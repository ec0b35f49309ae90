// Copyright (c) reifydb.com 2025
// This file is licensed under the AGPL-3.0-or-later

use std::cmp::Ordering;

/// One segment of a hierarchical key: the ordinal position of a row within
/// its parent, at one level of the group's nesting.
#[derive(Clone, Copy, Debug, PartialEq, Eq, Hash)]
pub struct KeySegment(pub u64);

/// A hierarchical key: the root-to-leaf path that orders a row within its
/// table group, per spec.md §2. Two hkeys compare lexicographically segment
/// by segment, shorter-is-smaller on a shared prefix, matching groupScan's
/// required iteration order.
#[derive(Clone, Debug, PartialEq, Eq, Hash, Default)]
pub struct HKey(Vec<KeySegment>);

impl HKey {
	pub fn root() -> Self {
		HKey(Vec::new())
	}

	pub fn from_segments(segments: impl IntoIterator<Item = u64>) -> Self {
		HKey(segments.into_iter().map(KeySegment).collect())
	}

	pub fn segments(&self) -> &[KeySegment] {
		&self.0
	}

	pub fn depth(&self) -> usize {
		self.0.len()
	}

	/// Appends a child segment, producing the hkey of a row one level
	/// deeper in the group.
	pub fn child(&self, segment: u64) -> Self {
		let mut segments = self.0.clone();
		segments.push(KeySegment(segment));
		HKey(segments)
	}

	/// Whether `self` is `other`, or a descendant of `other`, in the
	/// group hierarchy.
	pub fn is_descendant_of_or_equal(&self, other: &HKey) -> bool {
		self.0.len() >= other.0.len() && self.0[..other.0.len()] == other.0[..]
	}

	/// This hkey with its last segment removed — the hkey of the row one
	/// level up in the group hierarchy. `None` at the root.
	pub fn parent(&self) -> Option<HKey> {
		if self.0.is_empty() {
			None
		} else {
			Some(HKey(self.0[..self.0.len() - 1].to_vec()))
		}
	}

	/// Truncates this hkey to `depth` segments, discarding the rest.
	/// Used by `flatten_HKeyOrdered`'s `LEFT_JOIN_SHORTENS_HKEY` flag to
	/// collapse a flattened row's key back to its parent's length when
	/// the child side is absent.
	pub fn truncate_to(&self, depth: usize) -> HKey {
		HKey(self.0[..depth.min(self.0.len())].to_vec())
	}
}

impl PartialOrd for HKey {
	fn partial_cmp(&self, other: &Self) -> Option<Ordering> {
		Some(self.cmp(other))
	}
}

impl Ord for HKey {
	fn cmp(&self, other: &Self) -> Ordering {
		for (a, b) in self.0.iter().zip(other.0.iter()) {
			match a.0.cmp(&b.0) {
				Ordering::Equal => continue,
				ord => return ord,
			}
		}
		self.0.len().cmp(&other.0.len())
	}
}
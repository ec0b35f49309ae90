// Copyright (c) reifydb.com 2025
// This file is licensed under the AGPL-3.0-or-later

use reifydb_core::{Cursor, Next, Result, peek_row_def_id};
use reifydb_type::HKey;

use super::flatten::HKeyedCursor;

/// `select_HKeyOrdered(input, predicateRowType, predicate)`: evaluates
/// `predicate` only on rows of `predicate_row_type`, passing rows of other
/// types through unchanged. When a `predicate_row_type` row is dropped,
/// every descendant of its hkey (identified by prefix match, since the
/// input is hkey-ordered) is dropped too, until an hkey that is not a
/// descendant of the dropped row is seen.
pub struct SelectHKeyOrdered<C, P> {
	child: C,
	predicate_row_type: u32,
	predicate: P,
	dropped_ancestor: Option<HKey>,
	current_hkey: Option<HKey>,
}

impl<C: Cursor + HKeyedCursor, P: FnMut(&[u8]) -> Result<bool>> SelectHKeyOrdered<C, P> {
	pub fn new(child: C, predicate_row_type: u32, predicate: P) -> Self {
		SelectHKeyOrdered { child, predicate_row_type, predicate, dropped_ancestor: None, current_hkey: None }
	}
}

impl<C: Cursor + HKeyedCursor, P: FnMut(&[u8]) -> Result<bool>> Cursor for SelectHKeyOrdered<C, P> {
	fn open(&mut self) -> Result<()> {
		self.child.open()
	}

	#[tracing::instrument(level = "trace", skip(self))]
	fn next(&mut self) -> Result<Next> {
		loop {
			match self.child.next()? {
				Next::Row(row) => {
					let hkey = self.child.current_hkey();
					if let Some(dropped) = &self.dropped_ancestor {
						if hkey.is_descendant_of_or_equal(dropped) {
							continue;
						}
						self.dropped_ancestor = None;
					}

					if peek_row_def_id(&row) == self.predicate_row_type {
						if (self.predicate)(&row)? {
							self.current_hkey = Some(hkey);
							return Ok(Next::Row(row));
						}
						self.dropped_ancestor = Some(hkey);
						continue;
					}

					self.current_hkey = Some(hkey);
					return Ok(Next::Row(row));
				}
				Next::End => return Ok(Next::End),
			}
		}
	}

	fn close(&mut self) -> Result<()> {
		self.child.close()
	}
}

impl<C: Cursor + HKeyedCursor, P: FnMut(&[u8]) -> Result<bool>> HKeyedCursor for SelectHKeyOrdered<C, P> {
	fn current_hkey(&self) -> HKey {
		self.current_hkey.clone().expect("current_hkey called before the first successful next()")
	}
}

» **Your assignment**
In the listing above, transcribe exactly everything from the line containing "in the group." down to the line containing "that is not a", including both and nothing more.

» **Answer to the problem**
	/// deeper in the group.
	pub fn child(&self, segment: u64) -> Self {
		let mut segments = self.0.clone();
		segments.push(KeySegment(segment));
		HKey(segments)
	}

	/// Whether `self` is `other`, or a descendant of `other`, in the
	/// group hierarchy.
	pub fn is_descendant_of_or_equal(&self, other: &HKey) -> bool {
		self.0.len() >= other.0.len() && self.0[..other.0.len()] == other.0[..]
	}

	/// This hkey with its last segment removed — the hkey of the row one
	/// level up in the group hierarchy. `None` at the root.
	pub fn parent(&self) -> Option<HKey> {
		if self.0.is_empty() {
			None
		} else {
			Some(HKey(self.0[..self.0.len() - 1].to_vec()))
		}
	}

	/// Truncates this hkey to `depth` segments, discarding the rest.
	/// Used by `flatten_HKeyOrdered`'s `LEFT_JOIN_SHORTENS_HKEY` flag to
	/// collapse a flattened row's key back to its parent's length when
	/// the child side is absent.
	pub fn truncate_to(&self, depth: usize) -> HKey {
		HKey(self.0[..depth.min(self.0.len())].to_vec())
	}
}

impl PartialOrd for HKey {
	fn partial_cmp(&self, other: &Self) -> Option<Ordering> {
		Some(self.cmp(other))
	}
}

impl Ord for HKey {
	fn cmp(&self, other: &Self) -> Ordering {
		for (a, b) in self.0.iter().zip(other.0.iter()) {
			match a.0.cmp(&b.0) {
				Ordering::Equal => continue,
				ord => return ord,
			}
		}
		self.0.len().cmp(&other.0.len())
	}
}
repository ec0b35f49309ae90
// Copyright (c) reifydb.com 2025
// This file is licensed under the AGPL-3.0-or-later

use reifydb_core::{Cursor, Next, Result, peek_row_def_id};
use reifydb_type::HKey;

use super::flatten::HKeyedCursor;

/// `select_HKeyOrdered(input, predicateRowType, predicate)`: evaluates
/// `predicate` only on rows of `predicate_row_type`, passing rows of other
/// types through unchanged. When a `predicate_row_type` row is dropped,
/// every descendant of its hkey (identified by prefix match, since the
/// input is hkey-ordered) is dropped too, until an hkey that is not a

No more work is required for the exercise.